Our experience with regulatory agencies, from local authorities to international inspectors, shapes every detail of production. Trace metals, nitrosamines, and chiral contaminants no longer count as minor considerations; they form the backbone of our process control. Plant teams run ongoing stability trials, preserving reference samples for years. Clients and auditors walk our floor, review logs, and sample retained lots as they cross-check records to end-use claims.
Instead of following regulatory changes from a distance, our team makes a habit of anticipating them. As new draft guidelines target emerging genotoxins in pharmaceuticals, our R&D chemists already start mapping possible impurity pathways. We document, respond, and share both problems and corrections so that customers stay ahead of shifting compliance landscapes. Experience taught us: better to uncover and manage at source than risk recall or failed validation years downstream.
Every kilogram of high-value intermediate comes with a responsibility to water, air, and nearby communities. Waste minimization didn’t begin as a regulatory box check for us. Onsite treatment of thiazole-containing effluent, process water recycling, and solvent reclamation invested in both cost and environmental soundness. Plant upgrades replaced older reactors with closed systems, cutting down fugitive emissions.
We engage directly with local authorities and independent monitors, publishing annual results and seeking feedback on process improvements. Some process innovations — like higher-efficiency crystallization or solvent use changes — arrived first as sustainability goals, then became cost-cutting wins as well. Our staff take pride knowing what leaves the stacks and drains matches promises made, not just on paper but on the ground.
At the heart of fine chemical manufacturing, 2-(2-amino-4-thiazolyl)-2-(methoxyimino)acetic acid represents more than just a batch output or bullet point on a pharma spec list. Every kilogram reflects decades of hands-on work: hundreds of process tweaks, safety lessons, and joint troubleshooting sessions with customers. Our product stands apart because it rests on practical, proven methods and open conversation with every partner along the chain.

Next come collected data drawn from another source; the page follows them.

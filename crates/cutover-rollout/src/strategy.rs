//! Deployment strategies compiled to plans of formation swaps.
//!
//! A [`Plan`] is a sequence of [`Step`]s. Each step carries the complete
//! formation to write and the job events that confirm it. The engine runs
//! every strategy through the same mutate, wait, emit loop.

use cutover_core::{DeploymentStrategy, Formation, JobState};

use crate::matcher::ExpectedEvents;

/// One formation overwrite and the job events that confirm it.
#[derive(Debug, Clone, PartialEq)]
pub struct Step {
    pub formation: Formation,
    pub expect: ExpectedEvents,
}

/// Ordered steps for one deployment.
#[derive(Debug, Clone, Default, PartialEq)]
pub struct Plan {
    pub steps: Vec<Step>,
}

impl Plan {
    pub fn is_empty(&self) -> bool {
        self.steps.is_empty()
    }

    pub fn len(&self) -> usize {
        self.steps.len()
    }
}

pub trait StrategyPlan {
    /// Build the plan that moves `old` capacity onto `new`.
    ///
    /// `new` is the new release's formation as currently stored (empty when
    /// none exists), so a redelivered deployment continues from where the
    /// previous run stopped.
    fn plan(&self, old: &Formation, new: &Formation) -> Plan;
}

impl StrategyPlan for DeploymentStrategy {
    fn plan(&self, old: &Formation, new: &Formation) -> Plan {
        match self {
            DeploymentStrategy::OneByOne => one_by_one(old, new),
            DeploymentStrategy::AllAtOnce => all_at_once(old, new),
        }
    }
}

/// Start one new instance, then stop one old instance, per unit.
///
/// Types are visited in lexicographic order. The new and old maps carry
/// over between types, so every write is the full desired formation.
fn one_by_one(old: &Formation, new: &Formation) -> Plan {
    let mut old_formation = old.clone();
    let mut new_formation = Formation::new(&new.app_id, &new.release_id, new.processes.clone());
    let mut steps = Vec::new();

    for (process_type, &count) in &old.processes {
        for _ in 0..count {
            let n = new_formation.processes.entry(process_type.clone()).or_insert(0);
            *n = n.saturating_add(1);
            steps.push(Step {
                formation: new_formation.clone(),
                expect: ExpectedEvents::for_release(&new_formation.release_id)
                    .expect(process_type, JobState::Up, 1),
            });

            if let Some(n) = old_formation.processes.get_mut(process_type) {
                *n = n.saturating_sub(1);
            }
            steps.push(Step {
                formation: old_formation.clone(),
                expect: ExpectedEvents::for_release(&old_formation.release_id)
                    .expect(process_type, JobState::Down, 1),
            });
        }
    }

    Plan { steps }
}

/// Start the full new formation, then stop the full old one.
fn all_at_once(old: &Formation, new: &Formation) -> Plan {
    let mut steps = Vec::new();

    let mut started = Formation::new(&new.app_id, &new.release_id, new.processes.clone());
    let mut expect_up = ExpectedEvents::for_release(&new.release_id);
    for (process_type, &count) in &old.processes {
        let target = new.count(process_type).saturating_add(count);
        started.processes.insert(process_type.clone(), target);
        expect_up.add(process_type, JobState::Up, count);
    }
    if !expect_up.is_satisfied() {
        steps.push(Step {
            formation: started,
            expect: expect_up,
        });
    }

    let mut stopped = old.clone();
    let mut expect_down = ExpectedEvents::for_release(&old.release_id);
    for (process_type, count) in stopped.processes.iter_mut() {
        expect_down.add(process_type, JobState::Down, *count);
        *count = 0;
    }
    if !expect_down.is_satisfied() {
        steps.push(Step {
            formation: stopped,
            expect: expect_down,
        });
    }

    Plan { steps }
}

#[cfg(test)]
mod tests {
    use super::*;
    use std::collections::BTreeMap;

    fn formation(release: &str, counts: &[(&str, u32)]) -> Formation {
        let processes: BTreeMap<String, u32> =
            counts.iter().map(|(t, n)| (t.to_string(), *n)).collect();
        Formation::new("app", release, processes)
    }

    /// Total running capacity per type after each step, assuming every
    /// step is confirmed before the next is written.
    fn capacity_history(plan: &Plan, old: &Formation, new: &Formation) -> Vec<BTreeMap<String, u32>> {
        let mut old_now = old.clone();
        let mut new_now = new.clone();
        let mut history = Vec::new();
        for step in &plan.steps {
            if step.formation.release_id == old.release_id {
                old_now = step.formation.clone();
            } else {
                new_now = step.formation.clone();
            }
            let mut totals = BTreeMap::new();
            for t in old.processes.keys() {
                totals.insert(t.clone(), old_now.count(t) + new_now.count(t));
            }
            history.push(totals);
        }
        history
    }

    #[test]
    fn one_by_one_alternates_up_and_down() {
        let old = formation("r1", &[("web", 3)]);
        let new = Formation::empty("app", "r2");
        let plan = DeploymentStrategy::OneByOne.plan(&old, &new);

        assert_eq!(plan.len(), 6);
        for (i, step) in plan.steps.iter().enumerate() {
            if i % 2 == 0 {
                assert_eq!(step.formation.release_id, "r2");
                assert_eq!(step.formation.count("web"), (i as u32 / 2) + 1);
                assert_eq!(step.expect.remaining("web", JobState::Up), 1);
            } else {
                assert_eq!(step.formation.release_id, "r1");
                assert_eq!(step.formation.count("web"), 3 - (i as u32 / 2) - 1);
                assert_eq!(step.expect.remaining("web", JobState::Down), 1);
            }
        }

        let last = plan.steps.last().unwrap();
        assert_eq!(last.formation.count("web"), 0);
        assert!(last.formation.processes.contains_key("web"));
    }

    #[test]
    fn one_by_one_keeps_capacity_within_one_extra() {
        let old = formation("r1", &[("web", 4), ("worker", 2)]);
        let new = Formation::empty("app", "r2");
        let plan = DeploymentStrategy::OneByOne.plan(&old, &new);

        for totals in capacity_history(&plan, &old, &new) {
            for (t, total) in totals {
                let n = old.count(&t);
                assert!(total == n || total == n + 1, "{t}: {total} not in {{{n}, {}}}", n + 1);
            }
        }
    }

    #[test]
    fn one_by_one_expects_n_up_and_n_down_per_type() {
        let old = formation("r1", &[("clock", 1), ("web", 3), ("worker", 2)]);
        let plan = DeploymentStrategy::OneByOne.plan(&old, &Formation::empty("app", "r2"));

        for (t, n) in &old.processes {
            let ups: u32 = plan.steps.iter().map(|s| s.expect.remaining(t, JobState::Up)).sum();
            let downs: u32 = plan
                .steps
                .iter()
                .map(|s| s.expect.remaining(t, JobState::Down))
                .sum();
            assert_eq!(ups, *n);
            assert_eq!(downs, *n);
        }

        // Types run in lexicographic order, one type at a time.
        assert_eq!(plan.len(), 12);
        assert_eq!(plan.steps[0].expect.remaining("clock", JobState::Up), 1);
        assert_eq!(plan.steps[2].expect.remaining("web", JobState::Up), 1);
        assert_eq!(plan.steps[8].expect.remaining("worker", JobState::Up), 1);
    }

    #[test]
    fn one_by_one_carries_new_counts_across_types() {
        let old = formation("r1", &[("web", 1), ("worker", 1)]);
        let plan = DeploymentStrategy::OneByOne.plan(&old, &Formation::empty("app", "r2"));

        // Starting the worker keeps the web instance already moved.
        let start_worker = &plan.steps[2];
        assert_eq!(start_worker.formation.count("web"), 1);
        assert_eq!(start_worker.formation.count("worker"), 1);

        let stop_worker = &plan.steps[3];
        assert_eq!(stop_worker.formation.count("web"), 0);
        assert_eq!(stop_worker.formation.count("worker"), 0);
    }

    #[test]
    fn one_by_one_resumes_from_stored_new_formation() {
        // A previous run moved one of two web instances before stopping.
        let old = formation("r1", &[("web", 1)]);
        let new = formation("r2", &[("web", 1)]);
        let plan = DeploymentStrategy::OneByOne.plan(&old, &new);

        assert_eq!(plan.len(), 2);
        assert_eq!(plan.steps[0].formation.count("web"), 2);
        assert_eq!(plan.steps[1].formation.count("web"), 0);
        for totals in capacity_history(&plan, &old, &new) {
            assert!(totals["web"] <= 3);
        }
    }

    #[test]
    fn steps_expect_events_from_the_release_they_write() {
        let old = formation("r1", &[("web", 2)]);
        let new = Formation::empty("app", "r2");
        for strategy in [DeploymentStrategy::OneByOne, DeploymentStrategy::AllAtOnce] {
            for step in strategy.plan(&old, &new).steps {
                assert_eq!(step.expect.release_id(), Some(step.formation.release_id.as_str()));
            }
        }
    }

    #[test]
    fn saturated_new_counts_do_not_overflow() {
        let old = formation("r1", &[("web", 2)]);
        let new = formation("r2", &[("web", u32::MAX - 1)]);

        let plan = DeploymentStrategy::AllAtOnce.plan(&old, &new);
        assert_eq!(plan.steps[0].formation.count("web"), u32::MAX);

        let plan = DeploymentStrategy::OneByOne.plan(&old, &new);
        assert_eq!(plan.steps[0].formation.count("web"), u32::MAX);
        assert_eq!(plan.steps[2].formation.count("web"), u32::MAX);
    }

    #[test]
    fn empty_old_formation_plans_nothing() {
        let old = Formation::empty("app", "r1");
        let new = Formation::empty("app", "r2");
        assert!(DeploymentStrategy::OneByOne.plan(&old, &new).is_empty());
        assert!(DeploymentStrategy::AllAtOnce.plan(&old, &new).is_empty());
    }

    #[test]
    fn all_at_once_starts_everything_then_stops_everything() {
        let old = formation("r1", &[("web", 3), ("worker", 2)]);
        let new = Formation::empty("app", "r2");
        let plan = DeploymentStrategy::AllAtOnce.plan(&old, &new);

        assert_eq!(plan.len(), 2);

        let start = &plan.steps[0];
        assert_eq!(start.formation.release_id, "r2");
        assert_eq!(start.formation.count("web"), 3);
        assert_eq!(start.formation.count("worker"), 2);
        assert_eq!(start.expect.remaining("web", JobState::Up), 3);
        assert_eq!(start.expect.remaining("worker", JobState::Up), 2);

        let stop = &plan.steps[1];
        assert_eq!(stop.formation.release_id, "r1");
        assert_eq!(stop.formation.total(), 0);
        assert_eq!(stop.expect.remaining("web", JobState::Down), 3);
        assert_eq!(stop.expect.remaining("worker", JobState::Down), 2);
    }
}
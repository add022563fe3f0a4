//! Work queue: at-least-once delivery of background jobs.
//!
//! Jobs are claimed by `dequeue` and only removed by `complete`. A claim that
//! is never acknowledged (worker crash) is handed out again after
//! `release_locks`, typically called on startup. `fail` parks the job with
//! its error for an operator or reconciler; it is not retried here.

use chrono::{DateTime, Utc};
use redb::{ReadableDatabase, ReadableTable};
use serde::{Deserialize, Serialize};
use tracing::{debug, warn};

use crate::error::{StateError, StateResult};
use crate::store::{StateStore, next_sequence};
use crate::tables::{JOB_SEQUENCE, QUEUE_JOBS};

/// A persisted queue entry.
#[derive(Debug, Clone, Serialize, Deserialize, PartialEq)]
pub struct QueuedJob {
    pub id: u64,
    pub job_type: String,
    pub args: serde_json::Value,
    pub error_count: u32,
    pub last_error: Option<String>,
    /// Claimed by a worker and not yet acknowledged.
    pub locked: bool,
    pub enqueued_at: DateTime<Utc>,
}

impl QueuedJob {
    /// Decode the job arguments.
    pub fn decode_args<T: serde::de::DeserializeOwned>(&self) -> StateResult<T> {
        serde_json::from_value(self.args.clone()).map_err(map_err!(Deserialize))
    }

    fn is_available(&self, job_type: &str) -> bool {
        self.job_type == job_type && !self.locked && self.last_error.is_none()
    }
}

#[derive(Clone)]
pub struct WorkQueue {
    store: StateStore,
}

impl WorkQueue {
    pub fn new(store: StateStore) -> Self {
        Self { store }
    }

    /// Persist a new job and return its id.
    pub fn enqueue<T: Serialize>(&self, job_type: &str, args: &T) -> StateResult<u64> {
        let args = serde_json::to_value(args).map_err(map_err!(Serialize))?;
        let txn = self.store.db().begin_write().map_err(map_err!(Transaction))?;
        let id = {
            let id = next_sequence(&txn, JOB_SEQUENCE)?;
            let job = QueuedJob {
                id,
                job_type: job_type.to_string(),
                args,
                error_count: 0,
                last_error: None,
                locked: false,
                enqueued_at: Utc::now(),
            };
            let value = serde_json::to_vec(&job).map_err(map_err!(Serialize))?;
            let mut table = txn.open_table(QUEUE_JOBS).map_err(map_err!(Table))?;
            table.insert(id, value.as_slice()).map_err(map_err!(Write))?;
            id
        };
        txn.commit().map_err(map_err!(Transaction))?;
        debug!(job_id = id, %job_type, "job enqueued");
        Ok(id)
    }

    /// Claim the oldest available job of a type.
    pub fn dequeue(&self, job_type: &str) -> StateResult<Option<QueuedJob>> {
        let txn = self.store.db().begin_write().map_err(map_err!(Transaction))?;
        let claimed = {
            let mut table = txn.open_table(QUEUE_JOBS).map_err(map_err!(Table))?;
            let mut found = None;
            for entry in table.iter().map_err(map_err!(Read))? {
                let (_, value) = entry.map_err(map_err!(Read))?;
                let job: QueuedJob =
                    serde_json::from_slice(value.value()).map_err(map_err!(Deserialize))?;
                if job.is_available(job_type) {
                    found = Some(job);
                    break;
                }
            }
            match found {
                Some(mut job) => {
                    job.locked = true;
                    let value = serde_json::to_vec(&job).map_err(map_err!(Serialize))?;
                    table
                        .insert(job.id, value.as_slice())
                        .map_err(map_err!(Write))?;
                    Some(job)
                }
                None => None,
            }
        };
        txn.commit().map_err(map_err!(Transaction))?;
        if let Some(job) = &claimed {
            debug!(job_id = job.id, %job_type, "job claimed");
        }
        Ok(claimed)
    }

    /// Acknowledge a job; it will not be delivered again.
    pub fn complete(&self, id: u64) -> StateResult<()> {
        let txn = self.store.db().begin_write().map_err(map_err!(Transaction))?;
        let existed = {
            let mut table = txn.open_table(QUEUE_JOBS).map_err(map_err!(Table))?;
            table.remove(id).map_err(map_err!(Write))?.is_some()
        };
        txn.commit().map_err(map_err!(Transaction))?;
        if !existed {
            return Err(StateError::NotFound(format!("queue job {id}")));
        }
        debug!(job_id = id, "job completed");
        Ok(())
    }

    /// Record a failure and park the job.
    pub fn fail(&self, id: u64, error: &str) -> StateResult<()> {
        let txn = self.store.db().begin_write().map_err(map_err!(Transaction))?;
        {
            let mut table = txn.open_table(QUEUE_JOBS).map_err(map_err!(Table))?;
            let mut job: QueuedJob = match table.get(id).map_err(map_err!(Read))? {
                Some(guard) => {
                    serde_json::from_slice(guard.value()).map_err(map_err!(Deserialize))?
                }
                None => return Err(StateError::NotFound(format!("queue job {id}"))),
            };
            job.error_count += 1;
            job.last_error = Some(error.to_string());
            job.locked = false;
            let value = serde_json::to_vec(&job).map_err(map_err!(Serialize))?;
            table.insert(id, value.as_slice()).map_err(map_err!(Write))?;
        }
        txn.commit().map_err(map_err!(Transaction))?;
        warn!(job_id = id, %error, "job failed");
        Ok(())
    }

    /// Unlock every claimed job so it is delivered again. Returns the count.
    pub fn release_locks(&self) -> StateResult<u32> {
        let txn = self.store.db().begin_write().map_err(map_err!(Transaction))?;
        let released = {
            let mut table = txn.open_table(QUEUE_JOBS).map_err(map_err!(Table))?;
            let locked: Vec<QueuedJob> = {
                let mut locked = Vec::new();
                for entry in table.iter().map_err(map_err!(Read))? {
                    let (_, value) = entry.map_err(map_err!(Read))?;
                    let job: QueuedJob =
                        serde_json::from_slice(value.value()).map_err(map_err!(Deserialize))?;
                    if job.locked {
                        locked.push(job);
                    }
                }
                locked
            };
            for mut job in locked.iter().cloned() {
                job.locked = false;
                let value = serde_json::to_vec(&job).map_err(map_err!(Serialize))?;
                table
                    .insert(job.id, value.as_slice())
                    .map_err(map_err!(Write))?;
            }
            locked.len() as u32
        };
        txn.commit().map_err(map_err!(Transaction))?;
        if released > 0 {
            debug!(released, "queue locks released");
        }
        Ok(released)
    }

    /// All queued jobs, oldest first.
    pub fn list(&self) -> StateResult<Vec<QueuedJob>> {
        let txn = self.store.db().begin_read().map_err(map_err!(Transaction))?;
        let table = txn.open_table(QUEUE_JOBS).map_err(map_err!(Table))?;
        let mut results = Vec::new();
        for entry in table.iter().map_err(map_err!(Read))? {
            let (_, value) = entry.map_err(map_err!(Read))?;
            let job: QueuedJob =
                serde_json::from_slice(value.value()).map_err(map_err!(Deserialize))?;
            results.push(job);
        }
        Ok(results)
    }
}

We understand — from the first hazy weeks of process development to today’s calibrated plant runs — that reliability, transparency, and technical know-how matter more than polished brochures or abstract promises. Our door remains open for discussion, data review, and process innovation. The path forward in cephalosporin chemistry still depends on tight partnerships and deep manufacturing know-how, and that’s a standard we keep raising, batch after batch.